London is global Internet bandwidth capital

London is the biggest international hub city on the Internet, according to a report by research company Telegeography.

London is the biggest international hub city on the Internet, according to a report by research company Telegeography, which also said international Internet traffic is growing faster in Latin America than in any other region.

There is 1.1T bps (bits per second) of international Internet bandwidth available on connections terminating in London, and peak traffic in and out of the city is about 439G bps, according to Telegeography, which on Wednesday released a report entitled Global Internet Geography. The report reflects only international capacity and traffic and excludes domestic statistics. Telegeography, based in Washington, D.C., is a division of PriMetrica Inc.
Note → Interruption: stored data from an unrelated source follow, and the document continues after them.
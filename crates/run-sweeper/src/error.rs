//! Error taxonomy for a sweep.
//!
//! Failures get more forgiving the deeper they happen: configuration and
//! pull-request discovery abort the sweep, check-suite and workflow-run
//! discovery are isolated to one PR or suite, and cancellation failures are
//! logged and absorbed where they occur.

use std::fmt;

use github_client::ApiError;
use thiserror::Error;

/// Invalid or missing configuration. Collects every problem found.
#[derive(Debug, Clone, PartialEq, Eq, Error)]
#[error("Configuration errors:\n{}", .problems.join("\n"))]
pub struct ConfigError {
    pub problems: Vec<String>,
}

/// Which list call failed.
#[derive(Debug, Clone, Copy, PartialEq, Eq)]
pub enum Listing {
    PullRequests,
    CheckSuites,
    WorkflowRuns,
}

impl fmt::Display for Listing {
    fn fmt(&self, f: &mut fmt::Formatter<'_>) -> fmt::Result {
        f.write_str(match self {
            Self::PullRequests => "pull requests",
            Self::CheckSuites => "check suites",
            Self::WorkflowRuns => "workflow runs",
        })
    }
}

/// A list call against GitHub failed.
#[derive(Debug, Error)]
#[error("Failed to fetch {listing}: {source}")]
pub struct FetchError {
    pub listing: Listing,
    #[source]
    pub source: ApiError,
}

impl FetchError {
    pub(crate) fn new(listing: Listing, source: ApiError) -> Self {
        Self { listing, source }
    }
}

/// A single cancellation request failed. Never propagated past the run.
#[derive(Debug, Error)]
#[error("Failed to cancel workflow run {run_id}: {source}")]
pub struct CancelError {
    pub run_id: u64,
    #[source]
    pub source: ApiError,
}

/// Failures that abort a whole sweep.
#[derive(Debug, Error)]
pub enum SweepError {
    #[error(transparent)]
    Config(#[from] ConfigError),

    #[error("Failed to create GitHub client: {0}")]
    Client(#[source] ApiError),

    #[error(transparent)]
    Fetch(#[from] FetchError),
}
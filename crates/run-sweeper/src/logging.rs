//! Tracing setup.
//!
//! Inside a GitHub Actions job, events are rendered as workflow commands so
//! errors and warnings show up as annotations and debug output follows the
//! runner's step-debug switch. Elsewhere a plain fmt layer is used.

use std::fmt;

use tracing::{Event, Level, Subscriber};
use tracing_subscriber::fmt::format::Writer;
use tracing_subscriber::fmt::{FmtContext, FormatEvent, FormatFields};
use tracing_subscriber::layer::SubscriberExt;
use tracing_subscriber::registry::LookupSpan;
use tracing_subscriber::util::{SubscriberInitExt, TryInitError};
use tracing_subscriber::EnvFilter;

use crate::actions;

/// Install the global subscriber. `RUST_LOG` overrides the default filter.
pub fn init(debug: bool) -> Result<(), TryInitError> {
    let filter =
        EnvFilter::try_from_default_env().unwrap_or_else(|_| EnvFilter::new(default_filter(debug)));

    let in_actions = actions::in_actions();
    let workflow_layer = in_actions.then(|| {
        tracing_subscriber::fmt::layer()
            .event_format(WorkflowCommands)
            .with_writer(std::io::stdout)
    });
    let plain_layer = (!in_actions).then(|| tracing_subscriber::fmt::layer().with_target(false));

    tracing_subscriber::registry()
        .with(filter)
        .with(workflow_layer)
        .with(plain_layer)
        .try_init()
}

fn default_filter(debug: bool) -> String {
    let level = if debug { "debug" } else { "info" };
    format!("info,run_sweeper={level},github_client={level}")
}

/// Renders events as GitHub Actions workflow commands.
#[derive(Debug, Clone, Copy, Default)]
pub struct WorkflowCommands;

impl<S, N> FormatEvent<S, N> for WorkflowCommands
where
    S: Subscriber + for<'a> LookupSpan<'a>,
    N: for<'a> FormatFields<'a> + 'static,
{
    fn format_event(
        &self,
        ctx: &FmtContext<'_, S, N>,
        mut writer: Writer<'_>,
        event: &Event<'_>,
    ) -> fmt::Result {
        let mut fields = String::new();
        ctx.format_fields(Writer::new(&mut fields), event)?;

        match command_for(*event.metadata().level()) {
            Some(command) => writeln!(writer, "::{command}::{}", actions::escape_data(&fields)),
            None => writeln!(writer, "{fields}"),
        }
    }
}

fn command_for(level: Level) -> Option<&'static str> {
    if level == Level::ERROR {
        Some("error")
    } else if level == Level::WARN {
        Some("warning")
    } else if level == Level::INFO {
        None
    } else {
        Some("debug")
    }
}
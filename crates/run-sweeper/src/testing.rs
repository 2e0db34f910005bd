//! In-memory [`ActionsApi`] for unit tests.

use std::collections::HashMap;
use std::sync::Mutex;

use async_trait::async_trait;
use github_client::{
    ActionsApi, ApiError, ApiResult, CheckSuite, PullRequest, PullRequestState, WorkflowRun,
};

/// One call made against [`FakeApi`].
#[derive(Debug, Clone, PartialEq, Eq)]
pub enum Call {
    ListPullRequests { state: PullRequestState, base: String },
    ListCheckSuites { git_ref: String },
    ListWorkflowRuns { check_suite_id: u64 },
    Cancel { run_id: u64 },
}

/// Canned responses keyed by ref, suite or run. Failures are rebuilt on
/// every call so the same key can fail repeatedly.
#[derive(Default)]
pub struct FakeApi {
    pull_requests: Vec<PullRequest>,
    pull_request_failure: Option<(u16, String)>,
    check_suites: HashMap<String, Vec<CheckSuite>>,
    check_suite_failures: HashMap<String, (u16, String)>,
    runs: HashMap<u64, Vec<WorkflowRun>>,
    run_failures: HashMap<u64, (u16, String)>,
    cancel_failures: HashMap<u64, (u16, String)>,
    calls: Mutex<Vec<Call>>,
}

fn parts(error: &ApiError) -> (u16, String) {
    match error {
        ApiError::Api { status, message } => (*status, message.clone()),
        other => (0, other.to_string()),
    }
}

fn rebuild((status, message): &(u16, String)) -> ApiError {
    ApiError::Api {
        status: *status,
        message: message.clone(),
    }
}

impl FakeApi {
    pub fn new() -> Self {
        Self::default()
    }

    pub fn with_pull_requests(mut self, prs: Vec<PullRequest>) -> Self {
        self.pull_requests = prs;
        self
    }

    pub fn failing_pull_requests(mut self, error: ApiError) -> Self {
        self.pull_request_failure = Some(parts(&error));
        self
    }

    pub fn with_check_suites(mut self, git_ref: &str, suites: Vec<CheckSuite>) -> Self {
        self.check_suites.insert(git_ref.to_string(), suites);
        self
    }

    pub fn failing_check_suites(mut self, git_ref: &str, error: ApiError) -> Self {
        self.check_suite_failures
            .insert(git_ref.to_string(), parts(&error));
        self
    }

    pub fn with_runs(mut self, check_suite_id: u64, runs: Vec<WorkflowRun>) -> Self {
        self.runs.insert(check_suite_id, runs);
        self
    }

    pub fn failing_runs(mut self, check_suite_id: u64, error: ApiError) -> Self {
        self.run_failures.insert(check_suite_id, parts(&error));
        self
    }

    pub fn failing_cancel(mut self, run_id: u64, error: ApiError) -> Self {
        self.cancel_failures.insert(run_id, parts(&error));
        self
    }

    pub fn calls(&self) -> Vec<Call> {
        self.calls.lock().unwrap().clone()
    }

    /// Run IDs cancellation was requested for, failed requests included.
    pub fn cancelled(&self) -> Vec<u64> {
        self.calls()
            .into_iter()
            .filter_map(|call| match call {
                Call::Cancel { run_id } => Some(run_id),
                _ => None,
            })
            .collect()
    }

    fn record(&self, call: Call) {
        self.calls.lock().unwrap().push(call);
    }
}

#[async_trait]
impl ActionsApi for FakeApi {
    async fn list_pull_requests(
        &self,
        _owner: &str,
        _repo: &str,
        state: PullRequestState,
        base: &str,
    ) -> ApiResult<Vec<PullRequest>> {
        self.record(Call::ListPullRequests {
            state,
            base: base.to_string(),
        });
        match &self.pull_request_failure {
            Some(failure) => Err(rebuild(failure)),
            None => Ok(self.pull_requests.clone()),
        }
    }

    async fn list_check_suites_for_ref(
        &self,
        _owner: &str,
        _repo: &str,
        git_ref: &str,
    ) -> ApiResult<Vec<CheckSuite>> {
        self.record(Call::ListCheckSuites {
            git_ref: git_ref.to_string(),
        });
        if let Some(failure) = self.check_suite_failures.get(git_ref) {
            return Err(rebuild(failure));
        }
        Ok(self.check_suites.get(git_ref).cloned().unwrap_or_default())
    }

    async fn list_workflow_runs(
        &self,
        _owner: &str,
        _repo: &str,
        check_suite_id: u64,
    ) -> ApiResult<Vec<WorkflowRun>> {
        self.record(Call::ListWorkflowRuns { check_suite_id });
        if let Some(failure) = self.run_failures.get(&check_suite_id) {
            return Err(rebuild(failure));
        }
        Ok(self.runs.get(&check_suite_id).cloned().unwrap_or_default())
    }

    async fn cancel_workflow_run(&self, _owner: &str, _repo: &str, run_id: u64) -> ApiResult<()> {
        self.record(Call::Cancel { run_id });
        match self.cancel_failures.get(&run_id) {
            Some(failure) => Err(rebuild(failure)),
            None => Ok(()),
        }
    }
}

pub fn pr(number: u64, head_ref: &str, is_draft: bool) -> PullRequest {
    PullRequest {
        number,
        head_ref: head_ref.to_string(),
        is_draft,
        base_ref: "main".to_string(),
    }
}

pub fn suite(id: u64, app_name: Option<&str>, app_slug: Option<&str>) -> CheckSuite {
    CheckSuite {
        id,
        app_name: app_name.map(str::to_string),
        app_slug: app_slug.map(str::to_string),
    }
}

pub fn run(id: u64, conclusion: Option<&str>) -> WorkflowRun {
    WorkflowRun {
        id,
        status: Some(if conclusion.is_some() { "completed" } else { "in_progress" }.to_string()),
        conclusion: conclusion.map(str::to_string),
    }
}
The U.S. has the most international bandwidth of any country, 1.4T bps, about 704G bps of which is being used at peak times. This reflects not just the large number of users and high-speed connections in the country but also international traffic that goes through the U.S., said Alan Mauldin, a senior research analyst at Telegeography. Virtually all Internet traffic between Latin America and Europe or Asia goes through the U.S., much of it through Miami, which has 68.7G bps of international capacity and 46G bps of peak traffic, he said. International traffic in and out of Latin America is booming, according to Telegeography, with year-over-year growth of 70 percent.

Though heavily used in business, international bandwidth isn't that important for many consumer uses of the Internet, Mauldin said.

"The everyday user doesn't necessarily use international traffic that much. If you check your e-mail, you're (generally) not going to use international traffic," he said.

However, peer-to-peer file-sharing takes up a lot of international bandwidth: Some Internet service providers (ISPs) told Telegeography it makes up 60 percent of their traffic, Mauldin said. Because peer-to-peer applications deliver content from all over the Internet, consumers may not be aware they are crossing borders to download it, Mauldin said.

For service providers, access to international Internet capacity is least expensive in the U.S. and Europe, according to Mauldin. The U.S. is the least expensive place to buy Gigabit Ethernet backbone access, at an average price of US$13 per 1M bps per month. Supply and demand, government regulation and reliance on relatively expensive submarine cables are among the factors keeping prices higher in other regions, he said.

The statistics exclude private data bandwidth and traditional circuit-switched phone capacity, as well as currently unused cable capacity, Mauldin said.

Other statistics in the report include the following:

- The busiest international route is between London and New York, where there is 320G bps of bandwidth and peak traffic of 153G bps.

- The biggest ISP by number of autonomous system connections is MCI Inc., which has 3,102 connections to other Internet networks, such as ISPs.

- The biggest ISP by number of countries connected is AT&T Corp., with links in 52 countries.

- Denmark has the most international bandwidth per person: 38K bps.